I'm walking the halls again, they're dark and silent. Haunting. I can feel the ghosts around me, perhaps angry at my trespassing presence.

In the dark, the shadows seem to ooze and flow towards me, trying to capture me in their darkness. They can't realize that I'm in a much deeper darkness than they could bring upon me.

The halls are silent, and yet in them, I can hear sobbing. The sobbing of a broken seven year old boy echoes across the walls and through my ears. So I search for him, because the cries rip through my heart, like the sharpened claws of the Kyubi no Kitsune. I have to comfort him, if only for my own peace of mind.
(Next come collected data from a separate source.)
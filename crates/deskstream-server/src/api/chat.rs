use std::convert::Infallible;
use std::time::Duration;

use axum::{
    Json,
    extract::{Path, Query, State},
    http::StatusCode,
    response::{Sse, sse::Event},
};
use futures::{Stream, StreamExt};
use serde::Deserialize;
use serde_json::Value;

use deskstream_ai::{INIT_REQUEST_ID, StreamEvent, TokenUsage};
use deskstream_storage::{ChatLog, ChatLogStorage};

use crate::api::{ApiResponse, state::AppState};

/// Pause between SSE events so bursts do not flood slow clients.
const EVENT_THROTTLE: Duration = Duration::from_millis(20);

#[derive(Debug, Deserialize)]
pub struct AskRequest {
    pub question: String,
    #[serde(default)]
    pub session_id: Option<String>,
}

#[derive(Debug, Deserialize)]
pub struct HistoryQuery {
    #[serde(default = "default_history_limit")]
    pub limit: usize,
}

fn default_history_limit() -> usize {
    30
}

// POST /api/ask
pub async fn ask_question(
    State(state): State<AppState>,
    Json(request): Json<AskRequest>,
) -> Result<Sse<impl Stream<Item = Result<Event, Infallible>>>, (StatusCode, String)> {
    if request.question.trim().is_empty() {
        return Err((
            StatusCode::BAD_REQUEST,
            "Question cannot be empty".to_string(),
        ));
    }

    tracing::info!(question = %request.question, "Received question");

    let mut events = state
        .engine
        .stream(request.question.clone(), request.session_id.clone());
    let storage = state.storage.clone();
    let mut record = TurnRecord::new(request.question, request.session_id);

    let stream = async_stream::stream! {
        while let Some(event) = events.next().await {
            record.absorb(&event);
            yield Ok(Event::default().json_data(&event).unwrap());
            tokio::time::sleep(EVENT_THROTTLE).await;
        }
        yield Ok::<_, Infallible>(Event::default().data("[DONE]"));

        // Persistence stays isolated from the already-delivered stream.
        if let Err(err) = record.save(&storage.chat_logs) {
            tracing::error!(error = %err, "Failed to save chat log");
        }
    };

    Ok(Sse::new(stream))
}

// GET /api/history
pub async fn get_history(
    State(state): State<AppState>,
    Query(query): Query<HistoryQuery>,
) -> Json<ApiResponse<Vec<ChatLog>>> {
    match state.storage.chat_logs.list_recent(query.limit) {
        Ok(logs) => Json(ApiResponse::ok(logs)),
        Err(e) => Json(ApiResponse::error(format!("Failed to list history: {}", e))),
    }
}

// DELETE /api/history/{id}
pub async fn delete_chat_log(
    State(state): State<AppState>,
    Path(id): Path<String>,
) -> Json<ApiResponse<()>> {
    match state.storage.chat_logs.delete(&id) {
        Ok(true) => Json(ApiResponse::message("Chat log deleted successfully")),
        Ok(false) => Json(ApiResponse::error(format!("Chat log '{}' not found", id))),
        Err(e) => Json(ApiResponse::error(format!("Failed to delete chat log: {}", e))),
    }
}

/// Accumulates one turn's events into the record persisted after the
/// stream ends: full text, last non-empty sources, finishing usage/latency
/// and raw evidence, and the vendor request id once observed.
struct TurnRecord {
    question: String,
    session_id: Option<String>,
    request_id: Option<String>,
    text: String,
    sources: Option<Value>,
    usage: Option<TokenUsage>,
    latency: Option<u64>,
    rag_result: Option<Value>,
    web_result: Option<Value>,
}

impl TurnRecord {
    fn new(question: String, session_id: Option<String>) -> Self {
        Self {
            question,
            session_id,
            request_id: None,
            text: String::new(),
            sources: None,
            usage: None,
            latency: None,
            rag_result: None,
            web_result: None,
        }
    }

    fn absorb(&mut self, event: &StreamEvent) {
        let StreamEvent::Chunk(chunk) = event else {
            return;
        };

        self.text.push_str(&chunk.text);
        if let Some(sources) = &chunk.sources
            && !sources.is_empty()
        {
            self.sources = serde_json::to_value(sources).ok();
        }
        if chunk.usage.is_some() {
            self.usage = chunk.usage;
        }
        if chunk.latency.is_some() {
            self.latency = chunk.latency;
        }
        if chunk.rag_result.is_some() {
            self.rag_result = chunk.rag_result.clone();
        }
        if chunk.web_result.is_some() {
            self.web_result = chunk.web_result.clone();
        }
        if !chunk.request_id.is_empty() && chunk.request_id != INIT_REQUEST_ID {
            self.request_id = Some(chunk.request_id.clone());
        }
    }

    fn save(self, chat_logs: &ChatLogStorage) -> anyhow::Result<()> {
        // A turn that produced neither text nor sources is not worth a record.
        if self.text.is_empty() && self.sources.is_none() {
            return Ok(());
        }

        let request_id = self
            .request_id
            .unwrap_or_else(|| uuid::Uuid::new_v4().to_string());
        tracing::info!(request_id = %request_id, "Saving chat log");

        let mut log = ChatLog::new(request_id, self.question);
        log.session_id = self.session_id;
        log.ai_response = self.text;
        log.sources = self.sources;
        log.metadata = Some(serde_json::json!({
            "usage": self.usage,
            "latency": self.latency,
            "rag_result": self.rag_result,
            "web_result": self.web_result,
        }));
        chat_logs.create(&log)
    }
}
I turn corner after corner, searching. This way leads to a room that heals and wounds in equal measure, a room I've visited often. Perhaps that's wrong. The way also leads to a room I'd never dare to step foot in. I can feel heaviness about it, and lightness the rest of the house does not have. The heaviness is stifling and fills me with fear. Like the bloodthirsty aura of a jonin intent to kill. But it's light in equal measure, free from the rest of the ghosts that linger. Maybe they wait for him, their killer. Or perhaps they wait for him, the one to avenge them. Either way, they wait.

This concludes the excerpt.